DON'T OPEN. DEAD INSIDE.

Ken stopped dead. A cold sweat broke out across his brow. He knew those words. He knew that handwriting. He looked at the man in the hallway. The man had reached the doors and was feebly scratching at the wood.

"No," Ken whispered. "That's not possible. That's a TV show."

Suddenly, another door opened—the one directly across from the chained cafeteria. A man stumbled out. He was pale, bearded, and looked like he'd been dragged through hell. He was clutching an IV pole for support, his eyes unfocused and bleary.

Ken recognized him instantly. The messy hair, the sharp nose, the look of utter disorientation. It was Rick Grimes.

Rick didn't see Ken at first. He collapsed to his knees, gasping for air, looking at the "Dead Inside" doors with the same horror Ken was currently feeling.

Ken took a step forward, his combat training overriding his shock. Rick looked like he was about to pass out, and in this world—if this really was this world—being unconscious on the floor was a death sentence.

"Hey!" Ken called out, hurrying over.

Rick's head snapped up. He squinted, his blue eyes trying to find Ken in the dim light. "Water..." he rasped. "Please..."

Ken reached him and knelt down, putting a firm hand on Rick's shoulder. Even though he was in an eighteen-year-old's body, the way he held himself—the posture, the grip—was all Marine.

"I got you, buddy. Take it easy," Ken said. He looked at Rick, then back at the chained doors.
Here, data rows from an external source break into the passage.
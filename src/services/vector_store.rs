//! On-disk vector index.
//!
//! A single SQLite file holds every chunk with its embedding as a
//! little-endian `f32` blob, plus a small key/value table describing how the
//! index was built. Search is brute-force cosine similarity; re-indexing
//! writes a fresh file next to the old one and renames it into place.

use std::path::{Path, PathBuf};

use chrono::{DateTime, Utc};
use rusqlite::{Connection, OpenFlags, params};
use serde::Serialize;

use crate::error::IndexError;
use crate::models::{DocumentChunk, SearchHit};

pub const INDEX_FILE: &str = "index.sqlite3";

const SCHEMA_VERSION: &str = "1";

/// One chunk with its embedding.
#[derive(Debug, Clone)]
pub struct IndexEntry {
    pub chunk: DocumentChunk,
    pub embedding: Vec<f32>,
}

/// Build-time facts recorded next to the entries.
#[derive(Debug, Clone)]
pub struct IndexMeta {
    pub embedding_model: String,
    pub documents: usize,
}

/// Summary of a stored index.
#[derive(Debug, Clone, Serialize)]
pub struct IndexStats {
    pub path: PathBuf,
    pub entries: u64,
    pub documents: u64,
    pub embedding_model: String,
    pub dimension: usize,
    pub built_at: DateTime<Utc>,
}

impl IndexStats {
    pub fn is_empty(&self) -> bool {
        self.entries == 0
    }
}

/// File-backed vector index rooted at a directory.
#[derive(Debug, Clone)]
pub struct VectorIndex {
    dir: PathBuf,
}

impl VectorIndex {
    pub fn new(dir: impl Into<PathBuf>) -> Self {
        Self { dir: dir.into() }
    }

    pub fn dir(&self) -> &Path {
        &self.dir
    }

    /// Path of the SQLite file.
    pub fn path(&self) -> PathBuf {
        self.dir.join(INDEX_FILE)
    }

    pub fn exists(&self) -> bool {
        self.path().is_file()
    }

    /// Replace the whole index with `entries`.
    ///
    /// The new database is written to a temporary file and renamed over the
    /// old one, so a reader sees either the previous or the new index.
    pub fn rebuild(&self, entries: &[IndexEntry], meta: &IndexMeta) -> Result<IndexStats, IndexError> {
        let dimension = entries.first().map(|e| e.embedding.len()).unwrap_or(0);
        if let Some(bad) = entries.iter().find(|e| e.embedding.len() != dimension) {
            return Err(IndexError::DimensionMismatch {
                expected: dimension,
                actual: bad.embedding.len(),
            });
        }

        std::fs::create_dir_all(&self.dir)?;

        let final_path = self.path();
        let tmp_path = self.dir.join(format!("{}.tmp", INDEX_FILE));
        if tmp_path.exists() {
            std::fs::remove_file(&tmp_path)?;
        }

        let built_at = Utc::now();
        {
            let mut conn = Connection::open(&tmp_path)?;
            init_schema(&conn)?;

            let tx = conn.transaction()?;
            {
                let mut stmt = tx.prepare(
                    "INSERT INTO entries (chunk_id, document_id, source, position, content, embedding)
                     VALUES (?1, ?2, ?3, ?4, ?5, ?6)",
                )?;
                for entry in entries {
                    stmt.execute(params![
                        entry.chunk.id,
                        entry.chunk.document_id,
                        entry.chunk.source,
                        entry.chunk.position,
                        entry.chunk.content,
                        serialize_embedding(&entry.embedding),
                    ])?;
                }
            }

            let mut meta_stmt = tx.prepare("INSERT INTO meta (key, value) VALUES (?1, ?2)")?;
            for (key, value) in [
                ("schema_version", SCHEMA_VERSION.to_string()),
                ("embedding_model", meta.embedding_model.clone()),
                ("dimension", dimension.to_string()),
                ("documents", meta.documents.to_string()),
                ("built_at", built_at.to_rfc3339()),
            ] {
                meta_stmt.execute(params![key, value])?;
            }
            drop(meta_stmt);
            tx.commit()?;
        }

        std::fs::rename(&tmp_path, &final_path)?;

        tracing::info!(
            "Wrote {} entries ({} dims) to {}",
            entries.len(),
            dimension,
            final_path.display()
        );

        Ok(IndexStats {
            path: final_path,
            entries: entries.len() as u64,
            documents: meta.documents as u64,
            embedding_model: meta.embedding_model.clone(),
            dimension,
            built_at,
        })
    }

    /// Describe the stored index, `None` when no index file exists.
    pub fn stats(&self) -> Result<Option<IndexStats>, IndexError> {
        if !self.exists() {
            return Ok(None);
        }
        let conn = self.open_read_only()?;
        read_stats(&conn, self.path()).map(Some)
    }

    /// Top `k` entries by cosine similarity to `query`, best first.
    /// Ties keep insertion order.
    pub fn search(&self, query: &[f32], k: usize) -> Result<Vec<SearchHit>, IndexError> {
        if !self.exists() {
            return Err(IndexError::NotFound(self.dir.clone()));
        }

        let conn = self.open_read_only()?;
        let stats = read_stats(&conn, self.path())?;

        if stats.is_empty() {
            return Err(IndexError::Empty(self.dir.clone()));
        }
        if query.len() != stats.dimension {
            return Err(IndexError::DimensionMismatch {
                expected: stats.dimension,
                actual: query.len(),
            });
        }

        let mut stmt = conn
            .prepare(
                "SELECT chunk_id, source, position, content, embedding FROM entries ORDER BY id",
            )
            .map_err(corrupt)?;
        let rows = stmt
            .query_map([], |row| {
                Ok((
                    row.get::<_, String>(0)?,
                    row.get::<_, String>(1)?,
                    row.get::<_, u32>(2)?,
                    row.get::<_, String>(3)?,
                    row.get::<_, Vec<u8>>(4)?,
                ))
            })
            .map_err(corrupt)?;

        let mut hits = Vec::with_capacity(stats.entries as usize);
        for row in rows {
            let (chunk_id, source, position, content, blob) = row.map_err(corrupt)?;
            let embedding = deserialize_embedding(&blob);
            if embedding.len() != stats.dimension {
                return Err(IndexError::Corrupt(format!(
                    "entry {} has {} dimensions, expected {}",
                    chunk_id,
                    embedding.len(),
                    stats.dimension
                )));
            }
            hits.push(SearchHit {
                score: cosine_similarity(query, &embedding),
                chunk_id,
                content,
                source,
                position,
            });
        }

        // sort_by is stable: equal scores stay in insertion order
        hits.sort_by(|a, b| b.score.total_cmp(&a.score));
        hits.truncate(k);

        Ok(hits)
    }

    fn open_read_only(&self) -> Result<Connection, IndexError> {
        Connection::open_with_flags(
            self.path(),
            OpenFlags::SQLITE_OPEN_READ_ONLY | OpenFlags::SQLITE_OPEN_NO_MUTEX,
        )
        .map_err(corrupt)
    }
}

fn init_schema(conn: &Connection) -> Result<(), rusqlite::Error> {
    conn.execute_batch(
        "CREATE TABLE entries (
            id INTEGER PRIMARY KEY,
            chunk_id TEXT NOT NULL,
            document_id TEXT NOT NULL,
            source TEXT NOT NULL,
            position INTEGER NOT NULL,
            content TEXT NOT NULL,
            embedding BLOB NOT NULL
        );
        CREATE TABLE meta (
            key TEXT PRIMARY KEY,
            value TEXT NOT NULL
        );",
    )
}

fn read_stats(conn: &Connection, path: PathBuf) -> Result<IndexStats, IndexError> {
    let meta = |key: &str| -> Result<String, IndexError> {
        conn.query_row("SELECT value FROM meta WHERE key = ?1", [key], |row| {
            row.get::<_, String>(0)
        })
        .map_err(|e| IndexError::Corrupt(format!("metadata '{}': {}", key, e)))
    };
    let parse_num = |key: &str| -> Result<u64, IndexError> {
        let value = meta(key)?;
        value
            .parse()
            .map_err(|_| IndexError::Corrupt(format!("metadata '{}' is not a number: {}", key, value)))
    };

    let entries: u64 = conn
        .query_row("SELECT COUNT(*) FROM entries", [], |row| row.get(0))
        .map_err(corrupt)?;

    let built_at = DateTime::parse_from_rfc3339(&meta("built_at")?)
        .map_err(|e| IndexError::Corrupt(format!("metadata 'built_at': {}", e)))?
        .with_timezone(&Utc);

    Ok(IndexStats {
        path,
        entries,
        documents: parse_num("documents")?,
        embedding_model: meta("embedding_model")?,
        dimension: parse_num("dimension")? as usize,
        built_at,
    })
}

fn corrupt(err: rusqlite::Error) -> IndexError {
    IndexError::Corrupt(err.to_string())
}

fn serialize_embedding(embedding: &[f32]) -> Vec<u8> {
    embedding.iter().flat_map(|f| f.to_le_bytes()).collect()
}

fn deserialize_embedding(bytes: &[u8]) -> Vec<f32> {
    bytes
        .chunks_exact(4)
        .map(|chunk| f32::from_le_bytes([chunk[0], chunk[1], chunk[2], chunk[3]]))
        .collect()
}

pub fn cosine_similarity(a: &[f32], b: &[f32]) -> f32 {
    if a.len() != b.len() || a.is_empty() {
        return 0.0;
    }

    let dot: f32 = a.iter().zip(b.iter()).map(|(x, y)| x * y).sum();
    let norm_a: f32 = a.iter().map(|x| x * x).sum::<f32>().sqrt();
    let norm_b: f32 = b.iter().map(|x| x * x).sum::<f32>().sqrt();
    let denom = norm_a * norm_b;

    if denom <= f32::EPSILON {
        0.0
    } else {
        dot / denom
    }
}

#[cfg(test)]
mod tests {
    use super::*;
    use crate::models::{Document, DocumentFormat};

    fn entry(source: &str, position: u32, embedding: Vec<f32>) -> IndexEntry {
        let doc = Document::new(
            format!("text of {source}"),
            source.to_string(),
            DocumentFormat::Text,
            10,
        );
        IndexEntry {
            chunk: DocumentChunk::from_document(
                &doc,
                format!("{source} chunk {position}"),
                position,
                3,
                0,
                10,
            ),
            embedding,
        }
    }

    fn meta(documents: usize) -> IndexMeta {
        IndexMeta {
            embedding_model: "test-model".to_string(),
            documents,
        }
    }

    #[test]
    fn test_missing_index() {
        let dir = tempfile::tempdir().unwrap();
        let index = VectorIndex::new(dir.path().join("store"));

        assert!(index.stats().unwrap().is_none());
        assert!(matches!(
            index.search(&[1.0, 0.0], 3).unwrap_err(),
            IndexError::NotFound(_)
        ));
    }

    #[test]
    fn test_empty_index() {
        let dir = tempfile::tempdir().unwrap();
        let index = VectorIndex::new(dir.path());
        index.rebuild(&[], &meta(0)).unwrap();

        let stats = index.stats().unwrap().unwrap();
        assert_eq!(stats.entries, 0);
        assert!(matches!(
            index.search(&[1.0], 3).unwrap_err(),
            IndexError::Empty(_)
        ));
    }

    #[test]
    fn test_search_returns_exact_match_first() {
        let dir = tempfile::tempdir().unwrap();
        let index = VectorIndex::new(dir.path());
        let entries = vec![
            entry("a.txt", 0, vec![1.0, 0.0, 0.0]),
            entry("a.txt", 1, vec![0.0, 1.0, 0.0]),
            entry("b.txt", 0, vec![0.6, 0.8, 0.0]),
            entry("b.txt", 1, vec![0.0, 0.0, 1.0]),
        ];
        index.rebuild(&entries, &meta(2)).unwrap();

        let hits = index.search(&[0.6, 0.8, 0.0], 2).unwrap();
        assert_eq!(hits.len(), 2);
        assert_eq!(hits[0].chunk_id, entries[2].chunk.id);
        assert!((hits[0].score - 1.0).abs() < 1e-6);
        assert_eq!(hits[1].chunk_id, entries[1].chunk.id);
        assert_eq!(hits[0].source, "b.txt");
        assert_eq!(hits[0].content, "b.txt chunk 0");
    }

    #[test]
    fn test_ties_keep_insertion_order() {
        let dir = tempfile::tempdir().unwrap();
        let index = VectorIndex::new(dir.path());
        let entries = vec![
            entry("z.txt", 0, vec![1.0, 0.0]),
            entry("a.txt", 0, vec![1.0, 0.0]),
            entry("m.txt", 0, vec![1.0, 0.0]),
        ];
        index.rebuild(&entries, &meta(3)).unwrap();

        let sources: Vec<_> = index
            .search(&[1.0, 0.0], 10)
            .unwrap()
            .into_iter()
            .map(|h| h.source)
            .collect();
        assert_eq!(sources, vec!["z.txt", "a.txt", "m.txt"]);
    }

    #[test]
    fn test_rebuild_replaces_previous_index() {
        let dir = tempfile::tempdir().unwrap();
        let index = VectorIndex::new(dir.path());
        index
            .rebuild(&[entry("old.txt", 0, vec![1.0, 0.0])], &meta(1))
            .unwrap();
        index
            .rebuild(
                &[entry("new.txt", 0, vec![0.0, 1.0]), entry("new.txt", 1, vec![1.0, 1.0])],
                &meta(1),
            )
            .unwrap();

        let stats = index.stats().unwrap().unwrap();
        assert_eq!(stats.entries, 2);
        assert_eq!(stats.embedding_model, "test-model");
        assert_eq!(stats.dimension, 2);

        let hits = index.search(&[1.0, 0.0], 10).unwrap();
        assert!(hits.iter().all(|h| h.source == "new.txt"));
        assert!(!dir.path().join(format!("{}.tmp", INDEX_FILE)).exists());
    }

    #[test]
    fn test_dimension_mismatch() {
        let dir = tempfile::tempdir().unwrap();
        let index = VectorIndex::new(dir.path());
        index
            .rebuild(&[entry("a.txt", 0, vec![1.0, 0.0])], &meta(1))
            .unwrap();

        assert!(matches!(
            index.search(&[1.0, 0.0, 0.0], 1).unwrap_err(),
            IndexError::DimensionMismatch {
                expected: 2,
                actual: 3
            }
        ));

        let mixed = [entry("a.txt", 0, vec![1.0]), entry("a.txt", 1, vec![1.0, 2.0])];
        assert!(matches!(
            index.rebuild(&mixed, &meta(1)).unwrap_err(),
            IndexError::DimensionMismatch { .. }
        ));
    }

    #[test]
    fn test_corrupt_file() {
        let dir = tempfile::tempdir().unwrap();
        std::fs::write(dir.path().join(INDEX_FILE), "definitely not sqlite").unwrap();
        let index = VectorIndex::new(dir.path());

        assert!(matches!(index.stats().unwrap_err(), IndexError::Corrupt(_)));
        assert!(matches!(
            index.search(&[1.0], 1).unwrap_err(),
            IndexError::Corrupt(_)
        ));
    }

    #[test]
    fn test_embedding_blob_roundtrip() {
        let v = vec![0.25f32, -1.5, 3.0];
        assert_eq!(deserialize_embedding(&serialize_embedding(&v)), v);
    }

    #[test]
    fn test_cosine_similarity() {
        assert!((cosine_similarity(&[1.0, 0.0], &[1.0, 0.0]) - 1.0).abs() < 1e-6);
        assert!(cosine_similarity(&[1.0, 0.0], &[0.0, 1.0]).abs() < 1e-6);
        assert_eq!(cosine_similarity(&[0.0, 0.0], &[1.0, 0.0]), 0.0);
        assert_eq!(cosine_similarity(&[1.0], &[1.0, 0.0]), 0.0);
    }
}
The wood was beginning to creak. Something on the other side was pushing. Dozens of pale, grey fingers were poking through the gap between the doors, wiggling hungrily.

The reality hit Ken like a physical blow. He wasn't in Savannah. He wasn't twenty-eight. He was in Cynthiana, Kentucky—or maybe Atlanta—and the world had ended while he was asleep. He was a skinny teenager with the mind of a combat vet, trapped in a nightmare he'd only ever watched from the safety of a recliner.

"My name is Ken," he said, his grey eyes locking onto Rick's. "I'm going to get you out of here. But we have to move. Now."

Rick looked at him, confused by the authority in the kid's voice. "Where... where is everyone?"

Ken looked at the grasping fingers behind the door and then down the dark, blood-stained hallway. He felt a strange, terrifying spark of adrenaline. He was broken no longer. He was young, he was fast, and he knew exactly what was coming.

"They're gone, Rick," Ken said, hauling the deputy to his feet. "It's just us now."